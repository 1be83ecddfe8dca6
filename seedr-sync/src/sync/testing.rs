//! In-memory remote store for exercising the sync phases.

use std::collections::{HashMap, HashSet};
use std::sync::Mutex;
use std::sync::atomic::{AtomicUsize, Ordering};
use std::time::{Duration, Instant};

use seedr_core::{FileEntry, FileLink, FolderContents, FolderEntry, FolderId, RemoteId};
use thiserror::Error;
use url::Url;

use super::store::RemoteStore;

#[derive(Debug, Error)]
#[error("fake store: {0}")]
pub(crate) struct FakeError(pub String);

#[derive(Debug, Clone, PartialEq, Eq)]
pub(crate) enum Call {
    List(FolderId),
    Fetch(RemoteId),
    DeleteFile(RemoteId),
    DeleteFolder(RemoteId),
}

#[derive(Default)]
struct State {
    folders: HashMap<FolderId, FolderContents>,
    download_base: Option<Url>,
    failing_lists: HashSet<FolderId>,
    failing_fetches: HashSet<RemoteId>,
    failing_deletes: HashSet<RemoteId>,
    delete_delay: Option<Duration>,
    calls: Vec<(Instant, Call)>,
}

pub(crate) struct FakeStore {
    state: Mutex<State>,
    deletes_in_flight: AtomicUsize,
    peak_deletes: AtomicUsize,
}

impl FakeStore {
    pub(crate) fn new() -> Self {
        let mut state = State::default();
        state.folders.insert(FolderId::Root, FolderContents::default());
        Self {
            state: Mutex::new(state),
            deletes_in_flight: AtomicUsize::new(0),
            peak_deletes: AtomicUsize::new(0),
        }
    }

    /// Fetch links resolve to `{base}/files/{id}`.
    pub(crate) fn serve_from(&self, base: &str) {
        self.state.lock().unwrap().download_base = Some(Url::parse(base).unwrap());
    }

    pub(crate) fn add_folder(&self, parent: &FolderId, id: u64, name: &str) -> FolderId {
        let mut state = self.state.lock().unwrap();
        let id = RemoteId::from(id);
        state
            .folders
            .get_mut(parent)
            .expect("parent folder exists")
            .folders
            .push(FolderEntry {
                id: id.clone(),
                name: name.to_string(),
                size: None,
            });
        let folder = FolderId::Id(id);
        state
            .folders
            .insert(folder.clone(), FolderContents::default());
        folder
    }

    pub(crate) fn add_file(&self, parent: &FolderId, id: u64, name: &str) {
        let mut state = self.state.lock().unwrap();
        state
            .folders
            .get_mut(parent)
            .expect("parent folder exists")
            .files
            .push(FileEntry {
                folder_file_id: RemoteId::from(id),
                name: name.to_string(),
                size: None,
            });
    }

    pub(crate) fn fail_listing(&self, id: u64) {
        let mut state = self.state.lock().unwrap();
        state.failing_lists.insert(FolderId::Id(RemoteId::from(id)));
    }

    pub(crate) fn fail_root_listing(&self) {
        self.state.lock().unwrap().failing_lists.insert(FolderId::Root);
    }

    pub(crate) fn fail_fetch(&self, id: u64) {
        let mut state = self.state.lock().unwrap();
        state.failing_fetches.insert(RemoteId::from(id));
    }

    pub(crate) fn fail_delete(&self, id: u64) {
        let mut state = self.state.lock().unwrap();
        state.failing_deletes.insert(RemoteId::from(id));
    }

    /// Every delete call stays in flight for `delay` before it takes effect.
    pub(crate) fn slow_deletes(&self, delay: Duration) {
        self.state.lock().unwrap().delete_delay = Some(delay);
    }

    /// Most delete calls that were ever in flight at the same time.
    pub(crate) fn peak_deletes(&self) -> usize {
        self.peak_deletes.load(Ordering::SeqCst)
    }

    pub(crate) fn calls(&self) -> Vec<Call> {
        let state = self.state.lock().unwrap();
        state.calls.iter().map(|(_, call)| call.clone()).collect()
    }

    pub(crate) fn timed_calls(&self) -> Vec<(Instant, Call)> {
        self.state.lock().unwrap().calls.clone()
    }

    pub(crate) fn deleted_files(&self) -> Vec<RemoteId> {
        self.calls()
            .into_iter()
            .filter_map(|call| match call {
                Call::DeleteFile(id) => Some(id),
                _ => None,
            })
            .collect()
    }

    pub(crate) fn deleted_folders(&self) -> Vec<RemoteId> {
        self.calls()
            .into_iter()
            .filter_map(|call| match call {
                Call::DeleteFolder(id) => Some(id),
                _ => None,
            })
            .collect()
    }

    pub(crate) fn holds_file(&self, id: u64) -> bool {
        let id = RemoteId::from(id);
        let state = self.state.lock().unwrap();
        state
            .folders
            .values()
            .any(|contents| contents.files.iter().any(|f| f.folder_file_id == id))
    }

    pub(crate) fn holds_folder(&self, id: u64) -> bool {
        let state = self.state.lock().unwrap();
        state
            .folders
            .contains_key(&FolderId::Id(RemoteId::from(id)))
    }
}

impl FakeStore {
    async fn begin_delete(&self, call: Call) {
        let delay = {
            let mut state = self.state.lock().unwrap();
            state.calls.push((Instant::now(), call));
            state.delete_delay
        };
        let Some(delay) = delay else {
            return;
        };
        let now = self.deletes_in_flight.fetch_add(1, Ordering::SeqCst) + 1;
        self.peak_deletes.fetch_max(now, Ordering::SeqCst);
        tokio::time::sleep(delay).await;
        self.deletes_in_flight.fetch_sub(1, Ordering::SeqCst);
    }
}

impl RemoteStore for FakeStore {
    type Error = FakeError;

    async fn list_folder(&self, folder: &FolderId) -> Result<FolderContents, FakeError> {
        let mut state = self.state.lock().unwrap();
        state.calls.push((Instant::now(), Call::List(folder.clone())));
        if state.failing_lists.contains(folder) {
            return Err(FakeError(format!("cannot list {folder}")));
        }
        state
            .folders
            .get(folder)
            .cloned()
            .ok_or_else(|| FakeError(format!("no folder {folder}")))
    }

    async fn fetch_file(&self, id: &RemoteId) -> Result<FileLink, FakeError> {
        let mut state = self.state.lock().unwrap();
        state.calls.push((Instant::now(), Call::Fetch(id.clone())));
        if state.failing_fetches.contains(id) {
            return Err(FakeError(format!("cannot fetch {id}")));
        }
        let base = state
            .download_base
            .clone()
            .ok_or_else(|| FakeError("no download server".to_string()))?;
        let url = base
            .join(&format!("/files/{id}"))
            .map_err(|err| FakeError(err.to_string()))?;
        Ok(FileLink { url, name: None })
    }

    async fn delete_file(&self, id: &RemoteId) -> Result<(), FakeError> {
        self.begin_delete(Call::DeleteFile(id.clone())).await;
        let mut state = self.state.lock().unwrap();
        if state.failing_deletes.contains(id) {
            return Err(FakeError(format!("cannot delete file {id}")));
        }
        for contents in state.folders.values_mut() {
            contents.files.retain(|f| &f.folder_file_id != id);
        }
        Ok(())
    }

    async fn delete_folder(&self, id: &RemoteId) -> Result<(), FakeError> {
        self.begin_delete(Call::DeleteFolder(id.clone())).await;
        let mut state = self.state.lock().unwrap();
        if state.failing_deletes.contains(id) {
            return Err(FakeError(format!("cannot delete folder {id}")));
        }
        state.folders.remove(&FolderId::Id(id.clone()));
        for contents in state.folders.values_mut() {
            contents.folders.retain(|f| &f.id != id);
        }
        Ok(())
    }
}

-=-=-=-=-

**Task instructions:** Reproduce, exactly, all the lines shown above.

**Task output:**
repository 1be83ecddfe8dca6
filename seedr-sync/src/sync/testing.rs
//! In-memory remote store for exercising the sync phases.

use std::collections::{HashMap, HashSet};
use std::sync::Mutex;
use std::sync::atomic::{AtomicUsize, Ordering};
use std::time::{Duration, Instant};

use seedr_core::{FileEntry, FileLink, FolderContents, FolderEntry, FolderId, RemoteId};
use thiserror::Error;
use url::Url;

use super::store::RemoteStore;

#[derive(Debug, Error)]
#[error("fake store: {0}")]
pub(crate) struct FakeError(pub String);

#[derive(Debug, Clone, PartialEq, Eq)]
pub(crate) enum Call {
    List(FolderId),
    Fetch(RemoteId),
    DeleteFile(RemoteId),
    DeleteFolder(RemoteId),
}

#[derive(Default)]
struct State {
    folders: HashMap<FolderId, FolderContents>,
    download_base: Option<Url>,
    failing_lists: HashSet<FolderId>,
    failing_fetches: HashSet<RemoteId>,
    failing_deletes: HashSet<RemoteId>,
    delete_delay: Option<Duration>,
    calls: Vec<(Instant, Call)>,
}

pub(crate) struct FakeStore {
    state: Mutex<State>,
    deletes_in_flight: AtomicUsize,
    peak_deletes: AtomicUsize,
}

impl FakeStore {
    pub(crate) fn new() -> Self {
        let mut state = State::default();
        state.folders.insert(FolderId::Root, FolderContents::default());
        Self {
            state: Mutex::new(state),
            deletes_in_flight: AtomicUsize::new(0),
            peak_deletes: AtomicUsize::new(0),
        }
    }

    /// Fetch links resolve to `{base}/files/{id}`.
    pub(crate) fn serve_from(&self, base: &str) {
        self.state.lock().unwrap().download_base = Some(Url::parse(base).unwrap());
    }

    pub(crate) fn add_folder(&self, parent: &FolderId, id: u64, name: &str) -> FolderId {
        let mut state = self.state.lock().unwrap();
        let id = RemoteId::from(id);
        state
            .folders
            .get_mut(parent)
            .expect("parent folder exists")
            .folders
            .push(FolderEntry {
                id: id.clone(),
                name: name.to_string(),
                size: None,
            });
        let folder = FolderId::Id(id);
        state
            .folders
            .insert(folder.clone(), FolderContents::default());
        folder
    }

    pub(crate) fn add_file(&self, parent: &FolderId, id: u64, name: &str) {
        let mut state = self.state.lock().unwrap();
        state
            .folders
            .get_mut(parent)
            .expect("parent folder exists")
            .files
            .push(FileEntry {
                folder_file_id: RemoteId::from(id),
                name: name.to_string(),
                size: None,
            });
    }

    pub(crate) fn fail_listing(&self, id: u64) {
        let mut state = self.state.lock().unwrap();
        state.failing_lists.insert(FolderId::Id(RemoteId::from(id)));
    }

    pub(crate) fn fail_root_listing(&self) {
        self.state.lock().unwrap().failing_lists.insert(FolderId::Root);
    }

    pub(crate) fn fail_fetch(&self, id: u64) {
        let mut state = self.state.lock().unwrap();
        state.failing_fetches.insert(RemoteId::from(id));
    }

    pub(crate) fn fail_delete(&self, id: u64) {
        let mut state = self.state.lock().unwrap();
        state.failing_deletes.insert(RemoteId::from(id));
    }

    /// Every delete call stays in flight for `delay` before it takes effect.
    pub(crate) fn slow_deletes(&self, delay: Duration) {
        self.state.lock().unwrap().delete_delay = Some(delay);
    }

    /// Most delete calls that were ever in flight at the same time.
    pub(crate) fn peak_deletes(&self) -> usize {
        self.peak_deletes.load(Ordering::SeqCst)
    }

    pub(crate) fn calls(&self) -> Vec<Call> {
        let state = self.state.lock().unwrap();
        state.calls.iter().map(|(_, call)| call.clone()).collect()
    }

    pub(crate) fn timed_calls(&self) -> Vec<(Instant, Call)> {
        self.state.lock().unwrap().calls.clone()
    }

    pub(crate) fn deleted_files(&self) -> Vec<RemoteId> {
        self.calls()
            .into_iter()
            .filter_map(|call| match call {
                Call::DeleteFile(id) => Some(id),
                _ => None,
            })
            .collect()
    }

    pub(crate) fn deleted_folders(&self) -> Vec<RemoteId> {
        self.calls()
            .into_iter()
            .filter_map(|call| match call {
                Call::DeleteFolder(id) => Some(id),
                _ => None,
            })
            .collect()
    }

    pub(crate) fn holds_file(&self, id: u64) -> bool {
        let id = RemoteId::from(id);
        let state = self.state.lock().unwrap();
        state
            .folders
            .values()
            .any(|contents| contents.files.iter().any(|f| f.folder_file_id == id))
    }

    pub(crate) fn holds_folder(&self, id: u64) -> bool {
        let state = self.state.lock().unwrap();
        state
            .folders
            .contains_key(&FolderId::Id(RemoteId::from(id)))
    }
}

impl FakeStore {
    async fn begin_delete(&self, call: Call) {
        let delay = {
            let mut state = self.state.lock().unwrap();
            state.calls.push((Instant::now(), call));
            state.delete_delay
        };
        let Some(delay) = delay else {
            return;
        };
        let now = self.deletes_in_flight.fetch_add(1, Ordering::SeqCst) + 1;
        self.peak_deletes.fetch_max(now, Ordering::SeqCst);
        tokio::time::sleep(delay).await;
        self.deletes_in_flight.fetch_sub(1, Ordering::SeqCst);
    }
}

impl RemoteStore for FakeStore {
    type Error = FakeError;

    async fn list_folder(&self, folder: &FolderId) -> Result<FolderContents, FakeError> {
        let mut state = self.state.lock().unwrap();
        state.calls.push((Instant::now(), Call::List(folder.clone())));
        if state.failing_lists.contains(folder) {
            return Err(FakeError(format!("cannot list {folder}")));
        }
        state
            .folders
            .get(folder)
            .cloned()
            .ok_or_else(|| FakeError(format!("no folder {folder}")))
    }

    async fn fetch_file(&self, id: &RemoteId) -> Result<FileLink, FakeError> {
        let mut state = self.state.lock().unwrap();
        state.calls.push((Instant::now(), Call::Fetch(id.clone())));
        if state.failing_fetches.contains(id) {
            return Err(FakeError(format!("cannot fetch {id}")));
        }
        let base = state
            .download_base
            .clone()
            .ok_or_else(|| FakeError("no download server".to_string()))?;
        let url = base
            .join(&format!("/files/{id}"))
            .map_err(|err| FakeError(err.to_string()))?;
        Ok(FileLink { url, name: None })
    }

    async fn delete_file(&self, id: &RemoteId) -> Result<(), FakeError> {
        self.begin_delete(Call::DeleteFile(id.clone())).await;
        let mut state = self.state.lock().unwrap();
        if state.failing_deletes.contains(id) {
            return Err(FakeError(format!("cannot delete file {id}")));
        }
        for contents in state.folders.values_mut() {
            contents.files.retain(|f| &f.folder_file_id != id);
        }
        Ok(())
    }

    async fn delete_folder(&self, id: &RemoteId) -> Result<(), FakeError> {
        self.begin_delete(Call::DeleteFolder(id.clone())).await;
        let mut state = self.state.lock().unwrap();
        if state.failing_deletes.contains(id) {
            return Err(FakeError(format!("cannot delete folder {id}")));
        }
        state.folders.remove(&FolderId::Id(id.clone()));
        for contents in state.folders.values_mut() {
            contents.folders.retain(|f| &f.id != id);
        }
        Ok(())
    }
}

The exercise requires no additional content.